The recent discovery of Chinese cyber footholds on US critical infrastructure should serve as another warning. A pivot from IP theft, to state espionage or even pre-positioning for destructive attacks cannot be ruled out.
Growing Chaos in Cyber Warfare
Of course, cyber attack is not restricted to just a couple of countries – there are a multitude of other notable geopolitically motivated attacks, some quite remarkable, such as the retaliatory attack by a Ukrainian hacker on a Russian telecom provider, and a hacktivist group that caused a catastrophic explosion at an Iranian steel plant. Iran itself is more often the predator in geopolitically motivated cyber attack, with numerous Iranian cyber groups implicated in attacks on Western industry and society.
Meanwhile, latest American estimates show that at least half of North Korea’s missile program is funded by the proceeds of cyber attack – a different motivation, but no less damaging and geopolitically significant.
These episodes demonstrate the increasing audacity and implications of cyber warfare. Private companies, including utilities, banks and transport companies, have become collateral targets in these nation-state conflicts. Businesses must recognize the evolving threat landscape and allocate resources to cybersecurity measures so that that can withstand persistent attacks.
The Importance of Collaboration between Governments and Companies
In the face of escalating cyber threats, collaboration between governments and the private sector becomes essential. Governments must take proactive measures to safeguard critical infrastructure. The public and private sectors must work together, sharing threat intelligence, expertise, and resources to counter the sophisticated cyber campaigns conducted by nation-states.
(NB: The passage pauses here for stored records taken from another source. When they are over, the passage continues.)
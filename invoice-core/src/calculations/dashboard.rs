//! Read-only queries over an invoice list for the dashboard and list screens.

use std::collections::HashMap;

use rust_decimal::Decimal;

use crate::models::{Client, DashboardStats, Invoice, InvoiceStatus};

/// Summarise `invoices` for the dashboard.
///
/// Revenue counts paid invoices only. `recent_limit` caps the number of
/// invoices returned in [`DashboardStats::recent_invoices`].
pub fn dashboard_stats(
    invoices: &[Invoice],
    recent_limit: usize,
) -> DashboardStats {
    let paid: Vec<&Invoice> = invoices
        .iter()
        .filter(|invoice| invoice.status == InvoiceStatus::Paid)
        .collect();

    let total_revenue: Decimal = paid.iter().map(|invoice| invoice.totals().total).sum();

    let overdue_invoices = invoices
        .iter()
        .filter(|invoice| invoice.status == InvoiceStatus::Overdue)
        .count();

    let mut recent_invoices = invoices.to_vec();
    recent_invoices.sort_by(|a, b| {
        b.issue_date
            .cmp(&a.issue_date)
            .then_with(|| b.created_at.cmp(&a.created_at))
    });
    recent_invoices.truncate(recent_limit);

    DashboardStats {
        total_invoices: invoices.len(),
        total_revenue,
        paid_invoices: paid.len(),
        overdue_invoices,
        recent_invoices,
    }
}

/// Filter invoices whose number or client name contains `term`, ignoring case.
///
/// A blank term matches everything. Input order is preserved.
pub fn search_invoices<'a>(
    invoices: &'a [Invoice],
    clients: &[Client],
    term: &str,
) -> Vec<&'a Invoice> {
    let needle = term.trim().to_lowercase();
    if needle.is_empty() {
        return invoices.iter().collect();
    }

    let names: HashMap<i64, String> = clients
        .iter()
        .map(|client| (client.id, client.name.to_lowercase()))
        .collect();

    invoices
        .iter()
        .filter(|invoice| {
            invoice.invoice_number.to_lowercase().contains(&needle)
                || names
                    .get(&invoice.client_id)
                    .is_some_and(|name| name.contains(&needle))
        })
        .collect()
}
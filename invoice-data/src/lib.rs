//! Bulk import of reference data into an invoice store.

mod loader;

pub use loader::{ClientLoader, ClientLoaderError, ClientRecord};
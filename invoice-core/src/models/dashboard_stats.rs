use rust_decimal::Decimal;
use serde::{Deserialize, Serialize};

use crate::models::Invoice;

/// Summary figures shown on the dashboard.
#[derive(Debug, Clone, PartialEq, Eq, Serialize, Deserialize)]
pub struct DashboardStats {
    pub total_invoices: usize,
    /// Sum of totals over paid invoices.
    pub total_revenue: Decimal,
    pub paid_invoices: usize,
    pub overdue_invoices: usize,
    /// Newest first by issue date.
    pub recent_invoices: Vec<Invoice>,
}
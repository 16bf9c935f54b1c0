//! Rounding shared by every monetary value that leaves the calculator.

use rust_decimal::Decimal;

/// Rounds a decimal value to exactly two decimal places using half-up rounding.
///
/// Totals are computed at full precision and only rounded for display, so a
/// chain of edits never accumulates rounding error.
///
/// # Examples
///
/// ```
/// use rust_decimal_macros::dec;
/// use invoice_core::calculations::common::round_half_up;
///
/// assert_eq!(round_half_up(dec!(19.994)), dec!(19.99));
/// assert_eq!(round_half_up(dec!(19.995)), dec!(20.00));
/// assert_eq!(round_half_up(dec!(-0.125)), dec!(-0.13)); // Away from zero
/// ```
pub fn round_half_up(value: Decimal) -> Decimal {
    value.round_dp_with_strategy(2, rust_decimal::RoundingStrategy::MidpointAwayFromZero)
}
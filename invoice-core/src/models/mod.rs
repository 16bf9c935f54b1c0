mod client;
mod dashboard_stats;
mod invoice;
mod invoice_draft;
mod invoice_item;
mod invoice_status;

pub use client::{Client, NewClient};
pub use dashboard_stats::DashboardStats;
pub use invoice::{Invoice, NewInvoice};
pub use invoice_draft::InvoiceDraft;
pub use invoice_item::InvoiceItem;
pub use invoice_status::InvoiceStatus;
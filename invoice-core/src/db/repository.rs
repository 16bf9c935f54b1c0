use async_trait::async_trait;
use thiserror::Error;

use crate::models::{Client, Invoice, NewClient, NewInvoice};

#[derive(Debug, Clone, PartialEq, Eq, Error)]
pub enum RepositoryError {
    #[error("Record not found")]
    NotFound,

    #[error("Database error: {0}")]
    Database(String),

    #[error("Connection error: {0}")]
    Connection(String),

    #[error("Configuration error: {0}")]
    Configuration(String),
}

/// Storage for clients and invoices.
///
/// The calculator and router never see a concrete store; everything that
/// reads or persists records goes through this trait.
#[async_trait]
pub trait InvoiceRepository: Send + Sync {
    // Clients
    async fn list_clients(&self) -> Result<Vec<Client>, RepositoryError>;
    async fn get_client(&self, id: i64) -> Result<Client, RepositoryError>;
    async fn create_client(&self, client: NewClient) -> Result<Client, RepositoryError>;

    // Invoices
    async fn list_invoices(&self) -> Result<Vec<Invoice>, RepositoryError>;
    async fn get_invoice(&self, id: i64) -> Result<Invoice, RepositoryError>;
    async fn create_invoice(&self, invoice: NewInvoice) -> Result<Invoice, RepositoryError>;

    /// Replace the stored invoice with the same id, items included.
    async fn update_invoice(&self, invoice: &Invoice) -> Result<(), RepositoryError>;

    async fn delete_invoice(&self, id: i64) -> Result<(), RepositoryError>;
}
It is essential for private companies to be forthcoming, open, and actively engage with governmental cybersecurity agencies, seeking assistance and guidance when they encounter cyber attacks.
Governments worldwide, exemplified by organisations such as the UK National Cybersecurity Centre, and the U.S. Cybersecurity and Infrastructure Security Agency (CISA) play a crucial role in the realm of geopolitical cybersecurity. Their involvement involves actively facilitating information sharing, providing guidance to organisations under attack, and offering proactive defensive strategies. By establishing collaborative partnerships with private industry, governments contribute significantly to the creation of a cybersecurity ecosystem that fosters resilience and enables effective response to cyber threats.
Lesson For the Private Sector, The Time to Prepare Is Now
Given the relationship between geopolitics and cybersecurity, and the uncertainty of our world today, it is crucial for companies to take immediate action and establish strong security measures to safeguard themselves from attack.
Organisations need to understand and internalize the valuable lessons learned from the Ukrainian government’s handling of the NotPetya incident. While this lesson is ‘state on state’, the key takeaway is that having a well-crafted plan in place, and working with the right partners, will help prevent, prepare, and more quickly recover from cyber attack. Companies must embrace this approach and take appropriate measures to develop their own robust strategies for dealing with the threat.
The warning signs are all here. We know there will be ongoing waves of cyber attacks. Russia’s ongoing audacious attacks, China’s sustained cyber campaigns, and other geopolitical developments serve as sobering reminders of the urgency to fortify our cyber defences.
By developing and implementing comprehensive cyber security strategies and working with the right partners we can prepare ourselves to withstand what we know is coming.